BRASIL – Ministro autoriza ex-assessor de Bolsonaro a faltar à CPMI, causando polêmica e questionamentos sobre obstrução dos trabalhos.

O segundo-tenente do Exército Osmar Crivelatti não compareceu à Comissão Parlamentar Mista de Inquérito (CPMI) no dia 8 de janeiro, na sessão marcada para ouvi-lo nesta terça-feira (19). O ex-assessor do ex-presidente Jair Bolsonaro foi autorizado a faltar à sessão pelo ministro do Supremo Tribunal Federal (STF) André Mendonça.

A decisão de Mendonça gerou críticas por parte do presidente da CPMI, deputado Arthur Maia, que considerou que a medida “desrespeita, obstaculiza e impede” os trabalhos da comissão. Maia defendeu que o Congresso Nacional ingresse com uma Ação Direta de Preceito Fundamental (ADPF) no Supremo para questionar a decisão.

Diante dessa situação, Arthur Maia informou que solicitou uma audiência com os ministros do STF para pedir que as decisões sejam encaminhadas ao plenário da Corte. Segundo ele, o pior cenário seria ter uma decisão minoritária no Supremo e que seja considerada definitiva.

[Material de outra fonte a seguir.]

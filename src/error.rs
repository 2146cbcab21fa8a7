//! Error taxonomy for the flashing session.
//!
//! A read that simply saw no data is not an error here: the bounded read on
//! the serial link reports it as a timed-out outcome and the monitor loop
//! keeps polling. Everything that can actually go wrong gets a
//! named variant so the log output tells the operator which boundary failed.

use thiserror::Error;

#[derive(Debug, Error)]
pub enum FlashError {
    /// The serial device could not be opened, even after retries.
    #[error("could not open serial device `{path}`: {source}")]
    DeviceOpen {
        path: String,
        source: serialport::Error,
    },

    /// The device opened but refused the requested line configuration.
    #[error("could not configure serial device: {0}")]
    DeviceConfig(#[source] serialport::Error),

    /// A console command write completed only partially. Console commands are
    /// a handful of bytes, so a partial write means the link is unhealthy and
    /// retrying bytes mid-command would only confuse the bootloader.
    #[error("short write to console: {written} of {wanted} bytes")]
    ShortWrite { wanted: usize, written: usize },

    /// A console command write failed outright.
    #[error("console write failed: {0}")]
    Write(#[source] std::io::Error),

    /// The console sent more than a line buffer's worth of bytes without a
    /// line terminator. The partial line is discarded.
    #[error("console line exceeds {max} bytes, discarded")]
    LineTooLong { max: usize },

    /// The external alert program could not be launched.
    #[error("failed to launch alert command `{command}`: {source}")]
    AlertLaunch {
        command: String,
        source: std::io::Error,
    },
}
//! wutong-export
//!
//! Tabular export of a ledger: Markdown via Tera, DOCX via docx-rs.

pub mod docx;
pub mod error;
pub mod render;
pub mod styles;
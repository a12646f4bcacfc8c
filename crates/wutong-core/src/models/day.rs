use serde::{Deserialize, Serialize};
use ts_rs::TS;

use crate::models::record::{self, HourlyRecord};
use crate::slot::HalfDay;

/// Everything recorded for one calendar date.
///
/// The manual maintenance bases live on the anchor records: slot 0 holds
/// the day base, slot 12 the night base. `None` there means no manual
/// entry; the effective base then comes from the previous day's
/// recommendation, if there is one.
#[derive(Debug, Clone, PartialEq, Serialize, Deserialize, TS)]
#[ts(export)]
pub struct DayState {
    pub date: jiff::civil::Date,
    pub records: Vec<HourlyRecord>,
}

impl DayState {
    pub fn new(date: jiff::civil::Date) -> Self {
        Self {
            date,
            records: record::empty_day(),
        }
    }

    pub fn manual_base(&self, half: HalfDay) -> Option<f64> {
        self.records
            .get(half.anchor_slot())
            .and_then(|r| r.maintenance_dose)
    }

    pub fn set_manual_base(&mut self, half: HalfDay, dose: Option<f64>) {
        if let Some(anchor) = self.records.get_mut(half.anchor_slot()) {
            anchor.maintenance_dose = dose;
        }
    }

    /// True once any slot carries a score or a sleep marker.
    pub fn has_recorded_score(&self) -> bool {
        self.records.iter().any(|r| r.score.is_recorded())
    }
}
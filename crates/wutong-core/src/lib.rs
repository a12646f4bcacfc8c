//! wutong-core
//!
//! Pure domain types for the Wutong titration assistant: hourly records,
//! pain scores, day state, and the shape of a day's resolution.
//! No I/O and no logging; this is the shared vocabulary of the system.

pub mod error;
pub mod models;
pub mod slot;
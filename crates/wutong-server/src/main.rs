use std::env;

use tracing_subscriber::EnvFilter;

use wutong_server::state::AppState;
use wutong_server::{app, config};

#[tokio::main]
async fn main() -> eyre::Result<()> {
    color_eyre::install()?;

    let config = config::load_config()?;
    init_tracing(config.log_json);
    tracing::info!(version = config.config_version, "config loaded");

    let bind_addr = env::var("WUTONG_BIND_ADDR").unwrap_or_else(|_| config.bind_addr.clone());
    let state = AppState::new(&config);

    let listener = tokio::net::TcpListener::bind(&bind_addr).await?;
    tracing::info!(
        addr = %bind_addr,
        rescue = ?config.policy.rescue,
        halving = ?config.policy.halving,
        "listening"
    );

    axum::serve(listener, app(state)).await?;
    Ok(())
}

fn init_tracing(json: bool) {
    let filter = EnvFilter::try_from_default_env().unwrap_or_else(|_| EnvFilter::new("info"));
    if json {
        tracing_subscriber::fmt().with_env_filter(filter).json().init();
    } else {
        tracing_subscriber::fmt().with_env_filter(filter).init();
    }
}
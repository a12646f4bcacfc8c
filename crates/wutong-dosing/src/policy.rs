use serde::{Deserialize, Serialize};
use ts_rs::TS;

use wutong_core::models::record::{HourlyRecord, dose_or_zero};
use wutong_core::models::score::PainScore;

/// Score at or above which the score-derived policy adds [`MODERATE_ESCALATION_MG`].
pub const MODERATE_PAIN: u8 = 4;
/// Score at or above which the score-derived policy adds [`SEVERE_ESCALATION_MG`].
pub const SEVERE_PAIN: u8 = 8;

pub const MODERATE_ESCALATION_MG: f64 = 10.0;
pub const SEVERE_ESCALATION_MG: f64 = 20.0;

/// How a day's rescue total is accumulated.
#[derive(Debug, Clone, Copy, Default, PartialEq, Eq, Serialize, Deserialize, TS)]
#[serde(rename_all = "snake_case")]
#[ts(export)]
pub enum RescuePolicy {
    /// Sum of the rescue doses actually recorded.
    #[default]
    Explicit,
    /// Escalation derived from scores alone: +20 mg per slot scoring 8 or
    /// more, +10 mg per slot scoring 4 to 7. Recorded doses are ignored.
    ScoreDerived,
}

impl RescuePolicy {
    pub fn rescue_total(self, records: &[HourlyRecord]) -> f64 {
        match self {
            RescuePolicy::Explicit => records.iter().map(|r| dose_or_zero(r.rescue_dose)).sum(),
            RescuePolicy::ScoreDerived => records.iter().map(|r| escalation_dose(r.score)).sum(),
        }
    }
}

/// Dose added for a single slot under [`RescuePolicy::ScoreDerived`].
pub fn escalation_dose(score: PainScore) -> f64 {
    match score.value() {
        Some(n) if n >= SEVERE_PAIN => SEVERE_ESCALATION_MG,
        Some(n) if n >= MODERATE_PAIN => MODERATE_ESCALATION_MG,
        _ => 0.0,
    }
}

/// When a half-day's next dose is halved.
///
/// Every variant refuses to halve if any slot in the half scores 1 or more;
/// they differ in how much evidence of comfort they require.
#[derive(Debug, Clone, Copy, Default, PartialEq, Eq, Serialize, Deserialize, TS)]
#[serde(rename_all = "snake_case")]
#[ts(export)]
pub enum HalvingPolicy {
    /// Unmeasured and asleep slots count as pain-free.
    #[default]
    NoPainRecorded,
    /// At least one slot must be an explicit 0.
    ZeroPresent,
    /// Every slot must be an explicit 0.
    AllZero,
}

impl HalvingPolicy {
    /// Whether the half-day covered by `half` qualifies for a dose reduction.
    pub fn qualifies(self, half: &[HourlyRecord]) -> bool {
        let no_pain = !half.iter().any(|r| r.score.indicates_pain());
        match self {
            HalvingPolicy::NoPainRecorded => no_pain,
            HalvingPolicy::ZeroPresent => {
                no_pain && half.iter().any(|r| r.score.is_explicit_zero())
            }
            HalvingPolicy::AllZero => half.iter().all(|r| r.score.is_explicit_zero()),
        }
    }
}

/// The policy pair a deployment runs with.
#[derive(Debug, Clone, Copy, Default, PartialEq, Eq, Serialize, Deserialize, TS)]
#[ts(export)]
pub struct PolicyConfig {
    #[serde(default)]
    pub rescue: RescuePolicy,
    #[serde(default)]
    pub halving: HalvingPolicy,
}
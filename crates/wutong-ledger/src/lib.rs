//! wutong-ledger
//!
//! Session-owned store of day records. Chains each day's recommendation
//! into the next day's bases, recomputing the chain on every read.

pub mod error;
pub mod ledger;
pub mod view;

pub use ledger::Ledger;
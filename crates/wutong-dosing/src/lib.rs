//! wutong-dosing
//!
//! The dosage recommendation engine. Pure functions only: turns one day's
//! hourly records and maintenance bases into a rescue total and the next
//! day's recommended doses.

pub mod normalize;
pub mod policy;
pub mod resolver;

pub use normalize::normalize;
pub use policy::{HalvingPolicy, PolicyConfig, RescuePolicy};
pub use resolver::{Resolver, resolve};
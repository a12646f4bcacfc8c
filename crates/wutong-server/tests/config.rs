use wutong_dosing::{HalvingPolicy, PolicyConfig, RescuePolicy};
use wutong_server::config::{ServerConfig, load_config_from, save_config};

#[test]
fn pre_versioned_config_gets_default_policy() {
    let dir = tempfile::tempdir().unwrap();
    let path = dir.path().join("config.json");
    std::fs::write(&path, r#"{"bind_addr": "0.0.0.0:9000"}"#).unwrap();

    let config = load_config_from(&path).unwrap();
    assert_eq!(config.config_version, 1);
    assert_eq!(config.bind_addr, "0.0.0.0:9000");
    assert_eq!(config.policy, PolicyConfig::default());
    assert!(!config.log_json);
}

#[test]
fn pre_versioned_policy_is_kept() {
    let dir = tempfile::tempdir().unwrap();
    let path = dir.path().join("config.json");
    std::fs::write(&path, r#"{"policy": {"halving": "all_zero"}}"#).unwrap();

    let config = load_config_from(&path).unwrap();
    assert_eq!(config.policy.halving, HalvingPolicy::AllZero);
    assert_eq!(config.policy.rescue, RescuePolicy::Explicit);
}

#[test]
fn newer_config_is_rejected() {
    let dir = tempfile::tempdir().unwrap();
    let path = dir.path().join("config.json");
    std::fs::write(&path, r#"{"config_version": 99, "policy": {}}"#).unwrap();

    let err = load_config_from(&path).unwrap_err();
    assert!(err.to_string().contains("newer"));
}

#[test]
fn save_then_load() {
    let dir = tempfile::tempdir().unwrap();
    let path = dir.path().join("nested").join("config.json");

    let config = ServerConfig {
        config_version: 0,
        log_json: true,
        policy: PolicyConfig {
            rescue: RescuePolicy::ScoreDerived,
            halving: HalvingPolicy::ZeroPresent,
        },
        ..Default::default()
    };
    save_config(&path, &config).unwrap();

    let loaded = load_config_from(&path).unwrap();
    assert_eq!(loaded.config_version, 1);
    assert!(loaded.log_json);
    assert_eq!(loaded.policy, config.policy);
    assert_eq!(loaded.export_styles.body_font, "Calibri");
    assert!(!path.with_extension("json.tmp").exists());
}

#[test]
fn missing_file_is_an_error_when_path_is_explicit() {
    let dir = tempfile::tempdir().unwrap();
    assert!(load_config_from(&dir.path().join("absent.json")).is_err());
}
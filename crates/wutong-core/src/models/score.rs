use std::convert::Infallible;
use std::fmt;
use std::str::FromStr;

use serde::{Deserialize, Deserializer, Serialize};
use serde_json::Value;
use ts_rs::TS;

use crate::error::CoreError;

/// Top of the numeric rating scale.
pub const MAX_SCORE: u8 = 10;

/// What was observed for one hourly slot.
///
/// `Unmeasured` and `Score(0)` are deliberately distinct: the halving
/// policies treat "confirmed pain-free" and "nothing recorded" differently.
///
/// Serializes as `"unmeasured"`, `"asleep"` or `{"score": n}`. Deserializing
/// also accepts caregiver text and bare numbers, and never fails: anything
/// unreadable is `Unmeasured`.
#[derive(Debug, Clone, Copy, Default, PartialEq, Eq, Serialize, TS)]
#[serde(rename_all = "snake_case")]
#[ts(export)]
pub enum PainScore {
    /// Nothing recorded, or the entry could not be read.
    #[default]
    Unmeasured,
    /// Patient asleep, no rating taken.
    Asleep,
    /// Numeric rating, 0–10.
    Score(u8),
}

impl PainScore {
    pub fn new(value: u8) -> Result<Self, CoreError> {
        PainScore::Score(value).validated()
    }

    /// Lenient parse of caregiver text input. Never fails: anything that is
    /// not a recognised sleep marker or an in-range number is `Unmeasured`.
    ///
    /// Fractional ratings are floored, which leaves every integer threshold
    /// comparison (`>= 1`, `>= 4`, `>= 8`) unchanged.
    pub fn parse(text: &str) -> Self {
        let trimmed = text.trim();
        match trimmed.to_lowercase().as_str() {
            "" | "none" | "nan" => return PainScore::Unmeasured,
            "asleep" | "sleep" | "sleeping" | "睡觉" => return PainScore::Asleep,
            _ => {}
        }

        trimmed
            .parse::<f64>()
            .map_or(PainScore::Unmeasured, PainScore::from_number)
    }

    /// Numeric rating, floored. Out of range or non-finite is `Unmeasured`.
    pub fn from_number(n: f64) -> Self {
        if n.is_finite() && (0.0..=f64::from(MAX_SCORE)).contains(&n) {
            PainScore::Score(n.floor() as u8)
        } else {
            PainScore::Unmeasured
        }
    }

    fn from_json(value: &Value) -> Self {
        match value {
            Value::String(text) => PainScore::parse(text),
            Value::Number(n) => n.as_f64().map_or(PainScore::Unmeasured, PainScore::from_number),
            Value::Object(map) => match map.get("score") {
                Some(inner @ (Value::Number(_) | Value::String(_))) => PainScore::from_json(inner),
                _ => PainScore::Unmeasured,
            },
            _ => PainScore::Unmeasured,
        }
    }

    /// Reject numeric scores above [`MAX_SCORE`].
    pub fn validated(self) -> Result<Self, CoreError> {
        match self {
            PainScore::Score(n) if n > MAX_SCORE => Err(CoreError::ScoreOutOfRange(n)),
            other => Ok(other),
        }
    }

    /// Out-of-range numeric scores read as `Unmeasured`.
    pub fn sanitized(self) -> Self {
        match self {
            PainScore::Score(n) if n > MAX_SCORE => PainScore::Unmeasured,
            other => other,
        }
    }

    /// The numeric rating, if there is a usable one.
    pub fn value(self) -> Option<u8> {
        match self.sanitized() {
            PainScore::Score(n) => Some(n),
            _ => None,
        }
    }

    /// True for a sleep marker or an in-range rating.
    pub fn is_recorded(self) -> bool {
        !matches!(self.sanitized(), PainScore::Unmeasured)
    }

    pub fn is_explicit_zero(self) -> bool {
        self == PainScore::Score(0)
    }

    /// A numeric score of 1 or more.
    pub fn indicates_pain(self) -> bool {
        self.value().is_some_and(|n| n >= 1)
    }
}

impl<'de> Deserialize<'de> for PainScore {
    fn deserialize<D>(deserializer: D) -> Result<Self, D::Error>
    where
        D: Deserializer<'de>,
    {
        let value = Value::deserialize(deserializer)?;
        Ok(PainScore::from_json(&value))
    }
}

impl FromStr for PainScore {
    type Err = Infallible;

    fn from_str(s: &str) -> Result<Self, Self::Err> {
        Ok(PainScore::parse(s))
    }
}

impl fmt::Display for PainScore {
    fn fmt(&self, f: &mut fmt::Formatter<'_>) -> fmt::Result {
        match self {
            PainScore::Unmeasured => Ok(()),
            PainScore::Asleep => f.write_str("asleep"),
            PainScore::Score(n) => write!(f, "{n}"),
        }
    }
}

Enquanto isso, o senador Flávio Bolsonaro defendeu a decisão do ministro Mendonça, afirmando que era esperada. Ele argumentou que a convocação de Crivelatti não tinha pertinência temática com o ocorrido no dia 8 de janeiro.

Na decisão de Mendonça, foi alegado que Crivelatti foi convocado como testemunha, mas tratado como investigado devido à quebra de seus sigilos bancário, fiscal e telefônico. O militar convocado para a CPMI trabalhou na Ajudância de Ordens do ex-presidente Bolsonaro, sendo subordinado ao tenente-coronel Mauro Cid.

Os integrantes da CPMI consideravam o depoimento do segundo-tenente crucial para esclarecer os fatos preparatórios do dia 8 de janeiro, quando apoiadores do ex-presidente invadiram as sedes dos Três Poderes, em Brasília. A deputada federal Jandira Feghali argumentou que Crivelatti poderia trazer informações importantes, já que acompanhou a preparação desses atos como coordenador administrativo da Ajudância de Ordens da Presidência da República.

Essa não é a primeira vez que um ministro do STF concede autorização para que testemunhas não compareçam à CPMI. Na semana passada, o ministro Nunes Marques concedeu um habeas corpus à ex-diretora de Inteligência do Ministério da Justiça Marília Alencar, garantindo o seu direito de não comparecer à comissão. A decisão de Nunes Marques também foi criticada pelo presidente da CPMI e pela relatora Eliziane Gama, que consideraram prejudicial para a investigação.

Diante dessas decisões, fica evidente a preocupação com o andamento e a eficácia da CPMI dos atos golpistas. A falta de testemunhas importantes pode comprometer a busca por respostas e a responsabilização dos envolvidos nos eventos do dia 8 de janeiro. Resta agora aguardar as próximas movimentações do Congresso Nacional e do Supremo Tribunal Federal em relação a essas decisões.